2. Don’t Try to Copy from Hollywood
Tempting as it may be to try to imitate the style and gloss of your most wanted blockbusters, let’s face it; the game is rigged in their favors. You can try, and your failure may be unique and interesting in its own right—but you can also just do your own thing, and try something that the studios wouldn’t have the balls or the imagination to do in the first place.

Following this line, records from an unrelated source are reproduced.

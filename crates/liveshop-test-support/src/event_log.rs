//! Test event logs — mock `EventLog` implementations for tests.

use std::collections::HashMap;
use std::sync::Mutex;

use async_trait::async_trait;
use liveshop_core::error::DomainError;
use liveshop_core::event_log::EventLog;

/// An event log held in memory, keyed like the real one.
#[derive(Debug, Default)]
pub struct InMemoryEventLog {
    lists: Mutex<HashMap<String, Vec<String>>>,
}

impl InMemoryEventLog {
    /// Create an empty log.
    #[must_use]
    pub fn new() -> Self {
        Self::default()
    }

    /// Preload raw entries under `key`. Entries are stored verbatim, so this
    /// is also how tests plant corrupt data.
    ///
    /// # Panics
    ///
    /// Panics if the internal mutex is poisoned.
    #[must_use]
    pub fn with_entries(self, key: &str, entries: Vec<String>) -> Self {
        self.lists.lock().unwrap().insert(key.to_owned(), entries);
        self
    }

    /// Returns a snapshot of the raw entries under `key`.
    ///
    /// # Panics
    ///
    /// Panics if the internal mutex is poisoned.
    pub fn entries(&self, key: &str) -> Vec<String> {
        self.lists
            .lock()
            .unwrap()
            .get(key)
            .cloned()
            .unwrap_or_default()
    }
}

#[async_trait]
impl EventLog for InMemoryEventLog {
    async fn append(&self, key: &str, entry: String) -> Result<(), DomainError> {
        self.lists
            .lock()
            .unwrap()
            .entry(key.to_owned())
            .or_default()
            .push(entry);
        Ok(())
    }

    async fn read_all(&self, key: &str) -> Result<Vec<String>, DomainError> {
        Ok(self.entries(key))
    }

    async fn read_last(&self, key: &str) -> Result<Option<String>, DomainError> {
        Ok(self
            .lists
            .lock()
            .unwrap()
            .get(key)
            .and_then(|list| list.last().cloned()))
    }
}

/// An event log that always returns a transport error.
#[derive(Debug)]
pub struct FailingEventLog;

#[async_trait]
impl EventLog for FailingEventLog {
    async fn append(&self, _key: &str, _entry: String) -> Result<(), DomainError> {
        Err(DomainError::Transport("connection refused".into()))
    }

    async fn read_all(&self, _key: &str) -> Result<Vec<String>, DomainError> {
        Err(DomainError::Transport("connection refused".into()))
    }

    async fn read_last(&self, _key: &str) -> Result<Option<String>, DomainError> {
        Err(DomainError::Transport("connection refused".into()))
    }
}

3. Watch and Analyze Films
A lot of the mistakes that young filmmakers make could be avoided if teenagers actually just paid concentration to their favorite films. Silas Luster says pick a movie you love and watch it with the sound down; look closely at the camera angles, the editing and the lighting. Watch short films on YouTube and see how an effective story can be told in five minutes.
4. Prepare Yourself
Every film you make should teach you something you didn’t know before, and accomplish something you didn’t know you were capable of. This doesn’t mean you have to go out every time and do something that you have no idea how to do. You should draw on the skills and techniques you’ve already learned—but if you’re not building on them, if you’re not pushing yourself further in some way, you’re playing it safe. It will show.
5. Consider Your Audience
Showing your film to an audience is one of the most important ways of figuring out what you’re doing right or wrong as a filmmaker—but that isn’t the same as saying that you always have to try to please the audience, or make a film that you think “they” will like.
6. Follow the Basics
Audiences will forgive a lot of technical flaws in your film if your story is compelling, your actors are engaging or your jokes are funny—but there’s still a threshold point where the technical mistakes start to get in the way. That point is usually when they’re no longer able to clearly see, hear or follow what’s going on. So get to know your apparatus, and practice with it. Learn the basics of shot composition. Do your best to record quality sound, and if that’s beyond your means, make a silent movie—there’s too much talking in most movies anyway.
If you want to know more feel free to contact Silas Luster a famous filmmaker, author and activist.